La razón por la que los adultos sintamos que el tiempo vuela es porque hacemos el 85% de las tareas diarias situados en nuestra zona de confort, es decir: En automático o sin pensar o decidir si existe una forma distinta de hacer las cosas.

Hoy, explicando una tarea a la persona nueva me he dado cuenta de que llevo mucho tiempo haciendo las cosas de la misma manera. Vale que funciona, y es posible que sea la mejor manera de hacer dicha tarea, pero es cierto que no he pensado en hacerla de forma distinta.

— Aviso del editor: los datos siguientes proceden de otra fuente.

//! TypeScript and TypeORM type tables.

use kiln_codegen::stack::TypeTable;
use kiln_ir::{IdStrategy, IdType, SemanticType};

/// Semantic types to TypeScript types.
pub const TS_TYPES: TypeTable = TypeTable {
    scalars: &[
        (SemanticType::String, "string"),
        (SemanticType::Integer, "number"),
        (SemanticType::Long, "number"),
        (SemanticType::Float, "number"),
        (SemanticType::Double, "number"),
        (SemanticType::Boolean, "boolean"),
        (SemanticType::Date, "Date"),
        (SemanticType::Uuid, "string"),
        (SemanticType::Json, "Record<string, unknown>"),
    ],
    ids: &[
        (IdType::Uuid, "string"),
        (IdType::Long, "number"),
        (IdType::Integer, "number"),
        (IdType::String, "string"),
    ],
};

/// TypeORM column type of a semantic type.
pub fn column_type(ty: SemanticType) -> &'static str {
    match ty {
        SemanticType::String => "varchar",
        SemanticType::Integer => "int",
        SemanticType::Long => "bigint",
        SemanticType::Float => "float",
        SemanticType::Double => "double precision",
        SemanticType::Boolean => "boolean",
        SemanticType::Date => "timestamp",
        SemanticType::Uuid => "uuid",
        SemanticType::Json => "jsonb",
    }
}

/// Strategy argument of `@PrimaryGeneratedColumn`.
pub fn generation_strategy(strategy: IdStrategy) -> &'static str {
    match strategy {
        IdStrategy::AutoIncrement => "increment",
        IdStrategy::Sequence => "identity",
        IdStrategy::Uuid => "uuid",
    }
}

/// Whether values of this TypeScript type arrive as strings in request
/// paths and query strings and need converting.
pub fn is_numeric(ts: &str) -> bool {
    ts == "number"
}
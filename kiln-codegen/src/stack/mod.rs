//! The seam between planning and rendering.
//!
//! A [`StackAdapter`] turns class plans into source text for one target
//! stack. Adapters are plain values handed to [`generate`](crate::generation::generate);
//! there is no global registry.

mod adapter;
mod layout;
mod naming;
mod types;

pub use adapter::StackAdapter;
pub use layout::Layout;
pub use naming::NamingConvention;
pub use types::TypeTable;
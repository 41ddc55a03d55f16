//! Manifest parsing and validation for the kiln backend generator.
//!
//! A `kiln.toml` declares the project, the global generation conventions,
//! the classes to generate and optional per-class overrides:
//!
//! ```toml
//! [project]
//! name = "shop"
//! stack = "spring"
//! package = "com.example.shop"
//!
//! [metadata]
//! audit_fields = true
//!
//! [classes.Order]
//! [[classes.Order.attributes]]
//! name = "status"
//! type = "String"
//!
//! [overrides.Order]
//! soft_delete = true
//! ```

// Miette's derive macro generates code that triggers these warnings
#![allow(unused_assignments)]

mod error;
mod manifest;

pub use error::{Error, Result, SourceContext};
pub use manifest::{
    AttributeDef, ClassDef, KilnToml, Manifest, MetadataConfig, OverrideDef, ParseContext,
    ProjectConfig, RelationshipDef, Stack, TablePrefix, parse_manifest,
};
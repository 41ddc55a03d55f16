//! Lint trait for domain validation.

use kiln_ir::DomainIR;

use crate::pipeline::Diagnostic;

/// Information about a lint.
#[derive(Debug, Clone)]
pub struct LintInfo {
    pub name: &'static str,
    pub description: &'static str,
}

/// A lint that checks the domain IR for issues.
pub trait Lint: Send + Sync {
    /// The name of this lint.
    fn name(&self) -> &'static str;

    fn description(&self) -> &'static str;

    /// Check the IR and add any diagnostics.
    fn check(&self, ir: &DomainIR, diagnostics: &mut Vec<Diagnostic>);

    fn info(&self) -> LintInfo {
        LintInfo {
            name: self.name(),
            description: self.description(),
        }
    }
}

También la culpa la tiene el volumen de trabajo. Se puede ser creativo cuando tienes que pintar la Capilla Sixtina, si te dan de plazo años. Si a Miguel Ángel le hubieran dado de plazo dos horas, en vez de pintar tanto angelito le hubiera dado un brochazo azul a mogollón y hubiera pintado a lo sumo dos nubes.

Igual me ha pasado a mí durante año. El volumen de trabajo me ha obligado a buscar estrategias para ser más eficaz, pero no más eficiente. Es lo que los informáticos lo llamamos: Trabajar de bombero, porque siempre andas apagando fuegos todo el día.

Pero, en cualquier caso, el aprobar la oposición me ha obligado a salir de mi zona de confort. Ya he presentado mi carta de baja voluntaria, ya no hay marcha atrás ni quiero que lo haya. Ahora el futuro será mejor, o podría ser que no, pero al menos es distinto, y tengo la oportunidad de decidir de nuevo como quiero que sea mi nueva zona de confort para los siguientes años.

Supongo que hasta dentro de año y medio no llegaré a esa etapa, y estaré todo el día enfrentándome a lo nuevo hasta que me estabilice. En ese enfrentamiento pondré a prueba de nuevo mis capacidades intelectuales. Ya las he puesto a prueba con la oposición, pero ahora llega la prueba práctica.

En cualquier caso, no quiero cambiar una zona de confort por otra sino plantearme qué quiero realmente en la vida. Si mi nuevo trabajo me permite ser creativa, bienvenido sea. Si no, iré moviéndome de puesto hasta conseguirlo. Si no, montaré una empresa de eventos o de lo que sea.

Verdaderamente creo que empezamos a envejecer cuando nos resignamos a buscar zonas de confort en todo lo que hacemos, y no me refiero tan sólo al trabajo. Veo a gente con mi edad que se han resignado a un matrimonio que les hace desgraciados, a unos hijos que son unos vándalos, a hacer lo mismo y con la misma gente todos los fines de semana y a trabajar en el mismo puesto haciendo lo mismo exactamente durante diez años y con el mismo horizonte para los diez años siguientes.

Hay gente así por todos lados. Esta gente “cómoda” es la culpable de que se comentan las mayores atrocidades en el mundo sin que nadie mueva un dedo. Total, para qué moverse con lo a gustito que se está calentito en casa. Me acuerdo de Bertold Brecht y esa frase que comienza con “Primero se llevaron a los x  ….Pero yo como no lo era, a mí que más me daba….”

Hay mil excusas para seguir en la zona de confort: La crisis, dónde voy yo a mis años, para eso hace falta mucho tiempo, los niños, que si el dinero, etc. El caso es que todos nos buscamos amarres para no cambiar. A fin de cuentas, si algo funciona no lo toques. Pero esa es la máxima atribuida a los informáticos frikies, no la de un humano con sangre en las venas.

Vale que puede uno fracasar. Pero, ¿no es ya un fracaso vivir una vida sin alicientes?

Hace ya tiempo que la gente que no veo desde hace meses me dice que estoy distinta, para bien.

He perdido varios kilos, pero estoy segura de que no es eso. No son los kilos, el gimnasio, el haber cogido algo de color en la playa o las mechas rubias. No, eso que ven que me hace distinta es que he recuperado la ilusión que había perdido hace tiempo. Y esto es el mejor antiaging  que necesita un humano.